You are viewing a plain text version of this content. The canonical link for it is here.
Posted to issues@hbase.apache.org by "Jean-Marc Spaggiari (JIRA)" <ji...@apache.org> on 2019/04/11 19:54:00 UTC

[jira] [Commented] (HBASE-22213) Create a Java based BulkLoadPartitioner

    [ https://issues.apache.org/jira/browse/HBASE-22213?page=com.atlassian.jira.plugin.system.issuetabpanels:comment-tabpanel&focusedCommentId=16815744#comment-16815744 ] 
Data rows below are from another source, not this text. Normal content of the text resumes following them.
//! Signal engine - ties together trim, crossover, compressors and mix bus
//!
//! Per block, strictly in this order:
//!
//! 1. snapshot every parameter once
//! 2. refresh crossover frequencies and trim targets
//! 3. input trim
//! 4. split into low / mid / high
//! 5. compress each band with its settings
//! 6. recombine under the solo/mute rules
//! 7. output trim
//! 8. publish the six meter values
//!
//! All scratch memory is allocated in [`SignalEngine::new`] and
//! [`SignalEngine::prepare`]; processing never allocates, locks or logs.

use std::sync::Arc;

use crate::dsp::{BandCompressor, BandLevels, CrossoverNetwork, DEFAULT_RAMP_SECS};
use crate::error::EngineResult;
use crate::params::ParameterStore;
use crate::types::{Band, StereoBuffer, StereoSample, NUM_BANDS};

use super::command::EngineCommand;
use super::meters::{BandMeters, MeterSink};
use super::mix_bus::MixBus;
use super::setup::{ProcessSetup, MAX_SAMPLE_RATE, MIN_SAMPLE_RATE};

/// The three-band compressor engine
///
/// Owned by the audio thread. Parameters come from a shared
/// [`ParameterStore`]; meter readings go out through [`BandMeters`].
pub struct SignalEngine {
    setup: ProcessSetup,
    store: Arc<ParameterStore>,
    crossover: CrossoverNetwork,
    compressors: [BandCompressor; NUM_BANDS],
    mix_bus: MixBus,
    trim_ramp_secs: f32,
    /// Pre-allocated band buffers (capacity = max block size)
    band_buffers: [StereoBuffer; NUM_BANDS],
    /// Pre-allocated copy of the input block
    input_buffer: StereoBuffer,
    meters: Arc<BandMeters>,
    /// Additional meter receiver, called after `meters`
    meter_sink: Option<Arc<dyn MeterSink>>,
}

impl SignalEngine {
    /// Create an engine for a sample rate and maximum block size
    ///
    /// Trims start at the store's current gains with no ramp.
    pub fn new(setup: ProcessSetup, store: Arc<ParameterStore>) -> EngineResult<Self> {
        Self::with_trim_ramp(setup, store, DEFAULT_RAMP_SECS)
    }

    /// Like [`SignalEngine::new`] with a custom trim ramp duration
    pub fn with_trim_ramp(
        setup: ProcessSetup,
        store: Arc<ParameterStore>,
        trim_ramp_secs: f32,
    ) -> EngineResult<Self> {
        setup.validate()?;

        let sample_rate = setup.sample_rate as f32;
        let trim_ramp_secs = trim_ramp_secs.max(0.0);
        let snapshot = store.snapshot();

        let mut crossover = CrossoverNetwork::new(sample_rate);
        crossover.set_frequencies(snapshot.low_mid_hz, snapshot.mid_high_hz);

        log::info!(
            "SignalEngine: {} Hz, max block {} frames ({:.1} ms), trim ramp {} s",
            setup.sample_rate,
            setup.max_block_size,
            setup.block_ms(),
            trim_ramp_secs
        );

        Ok(Self {
            setup,
            crossover,
            compressors: std::array::from_fn(|_| BandCompressor::new(sample_rate)),
            mix_bus: MixBus::new(
                sample_rate,
                trim_ramp_secs,
                snapshot.gain_in_db,
                snapshot.gain_out_db,
            ),
            trim_ramp_secs,
            band_buffers: std::array::from_fn(|_| StereoBuffer::with_capacity(setup.max_block_size)),
            input_buffer: StereoBuffer::with_capacity(setup.max_block_size),
            meters: Arc::new(BandMeters::new()),
            meter_sink: None,
            store,
        })
    }

    /// Reconfigure for a new sample rate / block size
    ///
    /// Grows the scratch buffers if needed and resets all state. Not real-time
    /// safe when the block size grows.
    pub fn prepare(&mut self, setup: ProcessSetup) -> EngineResult<()> {
        setup.validate()?;

        if setup.max_block_size > self.setup.max_block_size {
            for buffer in self.band_buffers.iter_mut() {
                *buffer = StereoBuffer::with_capacity(setup.max_block_size);
            }
            self.input_buffer = StereoBuffer::with_capacity(setup.max_block_size);
        }
        self.setup = setup;
        self.apply_sample_rate(setup.sample_rate);

        log::info!(
            "SignalEngine: prepared for {} Hz, max block {} frames",
            setup.sample_rate,
            setup.max_block_size
        );
        Ok(())
    }

    /// Clear filter, envelope and ramp state and drop the meters to the floor
    pub fn reset(&mut self) {
        self.crossover.reset();
        for compressor in self.compressors.iter_mut() {
            compressor.reset();
        }
        let snapshot = self.store.snapshot();
        self.mix_bus.snap_trims(snapshot.gain_in_db, snapshot.gain_out_db);
        self.meters.reset();
    }

    pub fn setup(&self) -> ProcessSetup {
        self.setup
    }

    pub fn sample_rate(&self) -> u32 {
        self.setup.sample_rate
    }

    /// Shared parameter store
    pub fn store(&self) -> Arc<ParameterStore> {
        Arc::clone(&self.store)
    }

    /// Lock-free meter handle for the UI
    pub fn meters(&self) -> Arc<BandMeters> {
        Arc::clone(&self.meters)
    }

    /// Also publish meter values to `sink`
    pub fn set_meter_sink(&mut self, sink: Option<Arc<dyn MeterSink>>) {
        self.meter_sink = sink;
    }

    /// Latest pre/post levels of a band's compressor
    pub fn band_levels(&self, band: Band) -> BandLevels {
        self.compressors[band.index()].levels()
    }

    pub fn crossover(&self) -> &CrossoverNetwork {
        &self.crossover
    }

    pub fn mix_bus(&self) -> &MixBus {
        &self.mix_bus
    }

    /// Apply pending commands (call from the audio thread between blocks)
    pub fn process_commands(&mut self, rx: &mut rtrb::Consumer<EngineCommand>) {
        while let Ok(cmd) = rx.pop() {
            self.handle_command(cmd);
        }
    }

    fn handle_command(&mut self, cmd: EngineCommand) {
        match cmd {
            EngineCommand::Reset => self.reset(),
            EngineCommand::SetSampleRate(rate) => {
                if (MIN_SAMPLE_RATE..=MAX_SAMPLE_RATE).contains(&rate) {
                    self.setup.sample_rate = rate;
                    self.apply_sample_rate(rate);
                } else {
                    log::warn!("SignalEngine: ignoring unsupported sample rate {} Hz", rate);
                }
            }
            EngineCommand::SetTrimRamp(secs) => {
                self.trim_ramp_secs = secs.max(0.0);
                self.mix_bus
                    .prepare(self.setup.sample_rate as f32, self.trim_ramp_secs);
            }
        }
    }

    /// Push a sample rate into every stage and clear state
    fn apply_sample_rate(&mut self, rate: u32) {
        let sample_rate = rate as f32;
        self.crossover.set_sample_rate(sample_rate);
        for compressor in self.compressors.iter_mut() {
            compressor.set_sample_rate(sample_rate);
        }
        self.mix_bus.prepare(sample_rate, self.trim_ramp_secs);
        self.reset();
    }

    /// Process a buffer in place
    ///
    /// Buffers longer than the maximum block size are processed as
    /// consecutive sub-blocks.
    pub fn process(&mut self, buffer: &mut StereoBuffer) {
        let max = self.setup.max_block_size;
        for block in buffer.as_mut_slice().chunks_mut(max) {
            self.input_buffer.copy_from_slice(block);
            self.process_block(block);
        }
    }

    /// Process `input` into `output`
    ///
    /// Never grows `output`: only as many frames as its capacity allows are
    /// processed, and `output` takes that length. Returns the number of
    /// frames written.
    pub fn process_into(&mut self, input: &StereoBuffer, output: &mut StereoBuffer) -> usize {
        let frames = input.len().min(output.capacity());
        output.set_len_from_capacity(frames);
        let max = self.setup.max_block_size;
        for (src, dst) in input.as_slice()[..frames]
            .chunks(max)
            .zip(output.as_mut_slice().chunks_mut(max))
        {
            self.input_buffer.copy_from_slice(src);
            self.process_block(dst);
        }
        frames
    }

    /// Run one block: `self.input_buffer` holds the input, `out` receives
    /// the result (same length)
    fn process_block(&mut self, out: &mut [StereoSample]) {
        // 1-2. One snapshot per block
        let snapshot = self.store.snapshot();
        self.crossover
            .set_frequencies(snapshot.low_mid_hz, snapshot.mid_high_hz);
        self.mix_bus.set_trims(&snapshot);

        // 3. Input trim
        self.mix_bus.apply_input_trim(self.input_buffer.as_mut_slice());

        // 4. Split
        self.crossover
            .split(self.input_buffer.as_slice(), &mut self.band_buffers);

        // 5. Compress
        for band in Band::ALL {
            let i = band.index();
            self.compressors[i].update(snapshot.band(band));
            self.compressors[i].process(&mut self.band_buffers[i]);
        }

        // 6. Recombine
        self.mix_bus.mix(&self.band_buffers, &snapshot.bands, out);

        // 7. Output trim
        self.mix_bus.apply_output_trim(out);

        // 8. Meters
        for band in Band::ALL {
            let levels = self.compressors[band.index()].levels();
            self.meters
                .publish(band, levels.input_rms_db, levels.output_rms_db);
            if let Some(sink) = &self.meter_sink {
                sink.publish(band, levels.input_rms_db, levels.output_rms_db);
            }
        }
    }
}

// ═══════════════════════════════════════════════════════════════════════════════
// Tests
// ═══════════════════════════════════════════════════════════════════════════════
Jean-Marc Spaggiari commented on HBASE-22213:
---------------------------------------------

3 things:
1) I'm unable to build hbase-connectors.
2) It might be doable to call the Scala BulkLoadPartioner directly from the Java code. Constructor is not useful but it should work
3) Below is a work Java version of it, with a useful easy to use constructor.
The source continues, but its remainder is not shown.